An $n$-tuple of nonnegative integers $(x_{1}, \ldots , x_{n})$, with no restrictions on their common denominator, will be called good if there exists a sequence of moves which result in $n-1$ zeros left on the blackboard. We would like to find the set of all good $n$-tuples. I claim that the good $n$-tuples $(x_{1}, \ldots , x_{n})$ are those for which $\frac{x_{1}}{g}+\ldots+\frac{x_{n}}{g}$ is a power of $2$, where $g=GCD(x_{1}, \ldots , x_{n})$. We first state a few observations. The sum $x_{1}+\ldots+x_{n}$ is invariant over moves. $(x_{1}, \ldots , x_{n})$ is good if and only if $(Nx_{1}, \ldots , Nx_{n})$ is good for any positive integer $N$. An odd integer $m$ divides $x_{1}-x_{2},2x_{2},x_{3},\ldots,x_{n}$ if and only if $m$ divides $x_{1},x_{2},x_{3},\ldots,x_{n}$. This implies in particular that the gcd of the numbers on the board either stay the same or differ by factors of $2$ between moves. Suppose that $(x_{1}, \ldots , x_{n})$ is good. Let $m$ be the greatest odd integer which divides $x_{1}+\ldots+x_{n}$. The 3rd observation above implies that $m$ divides each of $x_{1},\ldots,x_{n}$. Hence $m$ divides $g$ and $\frac{x_{1}}{g}+\ldots+\frac{x_{n}}{g}$ is a power of $2$. Suppose that $\frac{x_{1}}{g}+\ldots+\frac{x_{n}}{g}$ is a power of $2$; we prove that $(x_{1}, \ldots , x_{n})$ is good. By the 2nd observation above, it suffices to prove that $(\frac{x_{1}}{g},\ldots,\frac{x_{n}}{g})$ is good, so let us assume $g=1$. If $x_{1}+\ldots+x_{n}=1$, then WLOG $x_{1}=1$ and the rest are zero, and there is nothing to prove.

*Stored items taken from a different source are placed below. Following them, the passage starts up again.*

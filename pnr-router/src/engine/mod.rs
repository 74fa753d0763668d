//! The relaxation loop shared by every search.
//!
//! A [`Search`] owns one shortest path tree and one priority queue. It can
//! run to completion with [`run`](Search::run), or be driven one settled
//! state at a time with [`pop`](Search::pop) and [`relax`](Search::relax)
//! by callers that interleave searches or intercept states (the phase
//! machine and the two-way search do both).
//!
//! Callers customise a run through [`SearchHooks`]: edge and result skip
//! predicates, a termination predicate and a remaining-weight heuristic.

mod context;
mod queue;

pub use context::RequestContext;
pub use queue::SearchQueue;

use std::collections::HashSet;

use tracing::trace;

use crate::domain::VertexId;
use crate::graph::{Edge, Graph, TraverseOptions};
use crate::spt::{DominanceFunction, MinimumWeight, ShortestPathTree};
use crate::state::{Direction, State, StateId};

/// Caller-supplied strategies for a search.
///
/// Every method has a neutral default, so plain Dijkstra is
/// `impl SearchHooks for MyHooks {}`.
pub trait SearchHooks {
    /// Skip relaxing `edge` out of `state`.
    fn skip_edge(&mut self, _state: &State, _edge: &Edge) -> bool {
        false
    }

    /// Drop a candidate before it reaches the tree.
    fn skip_result(&mut self, _candidate: &State) -> bool {
        false
    }

    /// Stop the search once `settled` has been popped.
    fn should_terminate(&mut self, _settled: &State) -> bool {
        false
    }

    /// Lower bound on the weight still needed from `state`. Zero makes the
    /// search plain Dijkstra.
    fn remaining_weight(&self, _state: &State) -> f64 {
        0.0
    }
}

/// Hooks that change nothing.
#[derive(Debug, Clone, Copy, Default)]
pub struct NoHooks;

impl SearchHooks for NoHooks {}

/// Fires once every vertex of a target set has been settled.
#[derive(Debug, Clone)]
pub struct MultiTargetTermination {
    remaining: HashSet<VertexId>,
}

impl MultiTargetTermination {
    pub fn new(targets: impl IntoIterator<Item = VertexId>) -> Self {
        Self {
            remaining: targets.into_iter().collect(),
        }
    }

    /// Record `vertex` as settled; returns true when no target remains.
    pub fn settle(&mut self, vertex: VertexId) -> bool {
        self.remaining.remove(&vertex);
        self.remaining.is_empty()
    }

    pub fn remaining(&self) -> usize {
        self.remaining.len()
    }
}

impl SearchHooks for MultiTargetTermination {
    fn should_terminate(&mut self, settled: &State) -> bool {
        self.settle(settled.vertex())
    }
}

/// Silent pruning bounds applied to every candidate.
#[derive(Debug, Clone, Copy, PartialEq)]
pub struct Limits {
    pub max_weight: f64,
    /// Latest clock time for forward searches, earliest for backward ones.
    pub worst_time: Option<i64>,
    pub max_walk_distance: f64,
}

impl Default for Limits {
    fn default() -> Self {
        Self {
            max_weight: f64::INFINITY,
            worst_time: None,
            max_walk_distance: f64::INFINITY,
        }
    }
}

impl Limits {
    /// Whether `state` is within every bound.
    pub fn admits(&self, state: &State) -> bool {
        if state.weight() > self.max_weight || state.walk_distance() > self.max_walk_distance {
            return false;
        }
        match (self.worst_time, state.direction()) {
            (Some(worst), Direction::Forward) => state.time() <= worst,
            (Some(worst), Direction::Backward) => state.time() >= worst,
            (None, _) => true,
        }
    }
}

/// Why [`Search::run`] returned.
#[derive(Debug, Clone, Copy, PartialEq, Eq)]
pub enum RunOutcome {
    Exhausted,
    Terminated,
    Aborted,
}

/// One direction of a label-setting search.
#[derive(Debug, Clone)]
pub struct Search<D = MinimumWeight> {
    spt: ShortestPathTree<D>,
    queue: SearchQueue,
    options: TraverseOptions,
    limits: Limits,
    visited: usize,
}

impl<D: DominanceFunction> Search<D> {
    pub fn new(
        dominance: D,
        direction: Direction,
        options: TraverseOptions,
        limits: Limits,
    ) -> Self {
        Self {
            spt: ShortestPathTree::new(dominance, direction),
            queue: SearchQueue::new(),
            options,
            limits,
            visited: 0,
        }
    }

    pub fn direction(&self) -> Direction {
        self.spt.direction()
    }

    /// Add an origin state and enqueue it if the tree accepts it.
    pub fn seed<H: SearchHooks>(&mut self, state: State, hooks: &H) -> Option<StateId> {
        let id = self.spt.add(state)?;
        self.queue.push(id, state.weight() + hooks.remaining_weight(&state));
        Some(id)
    }

    /// Put an existing tree state back on the queue.
    pub fn enqueue<H: SearchHooks>(&mut self, id: StateId, hooks: &H) {
        let state = self.spt.state(id);
        let key = state.weight() + hooks.remaining_weight(state);
        self.queue.push(id, key);
    }

    /// Pop the next current state, discarding stale entries.
    pub fn pop(&mut self) -> Option<StateId> {
        while let Some((id, _)) = self.queue.pop() {
            if self.spt.visit(id) {
                self.visited += 1;
                return Some(id);
            }
        }
        None
    }

    /// Relax every admissible edge out of `id`, returning how many new
    /// states were enqueued.
    pub fn relax<H: SearchHooks>(&mut self, graph: &Graph, id: StateId, hooks: &mut H) -> usize {
        let parent = *self.spt.state(id);
        let mut enqueued = 0;
        for &edge_id in graph.edges_from(parent.vertex(), parent.direction()) {
            let edge = graph.edge(edge_id);
            if hooks.skip_edge(&parent, edge) {
                continue;
            }
            for candidate in edge.traverse(&parent, id, &self.options) {
                if !self.limits.admits(&candidate) || hooks.skip_result(&candidate) {
                    continue;
                }
                if let Some(child) = self.spt.add(candidate) {
                    trace!(from = ?parent, to = ?candidate, "relaxed");
                    let key = candidate.weight() + hooks.remaining_weight(&candidate);
                    self.queue.push(child, key);
                    enqueued += 1;
                }
            }
        }
        enqueued
    }

    /// Run until the queue empties, the hooks terminate the search, or the
    /// request is aborted.
    pub fn run<H: SearchHooks>(
        &mut self,
        graph: &Graph,
        hooks: &mut H,
        ctx: &RequestContext,
    ) -> RunOutcome {
        loop {
            if ctx.should_stop() {
                return RunOutcome::Aborted;
            }
            let Some(id) = self.pop() else {
                return RunOutcome::Exhausted;
            };
            if hooks.should_terminate(self.spt.state(id)) {
                return RunOutcome::Terminated;
            }
            self.relax(graph, id, hooks);
        }
    }
}

impl<D> Search<D> {
    pub fn spt(&self) -> &ShortestPathTree<D> {
        &self.spt
    }

    pub fn into_spt(self) -> ShortestPathTree<D> {
        self.spt
    }

    pub fn options(&self) -> &TraverseOptions {
        &self.options
    }

    /// Switch traversal options, e.g. when a phase changes.
    pub fn set_options(&mut self, options: TraverseOptions) {
        self.options = options;
    }

    pub fn limits(&self) -> &Limits {
        &self.limits
    }

    /// Smallest key on the queue, counting stale entries.
    pub fn peek_key(&self) -> Option<f64> {
        self.queue.peek_key()
    }

    pub fn queue_len(&self) -> usize {
        self.queue.len()
    }

    /// Drop every queued entry.
    pub fn clear_queue(&mut self) {
        self.queue.clear();
    }

    /// States popped and expanded so far.
    pub fn visited(&self) -> usize {
        self.visited
    }
}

Let $x_{1}+\ldots+x_{n}>1$. Since $x_{1}+\ldots+x_{n}$ is even, we can perform a series of moves so that no odd number is left on the board (performing a move on two odd numbers gives two even numbers). Suppose that the even numbers left on the board now are $x_{1}',\ldots,x_{n}'$; since $\frac{x_{1}'}{2}+\ldots+\frac{x_{n}'}{2}$ is a power of $2$, the induction hypothesis tells us that $(\frac{x_{1}'}{2}, \ldots , \frac{x_{n}'}{2})$ is good; and $(x_{1}, \ldots , x_{n})$ is good by the 2nd observation.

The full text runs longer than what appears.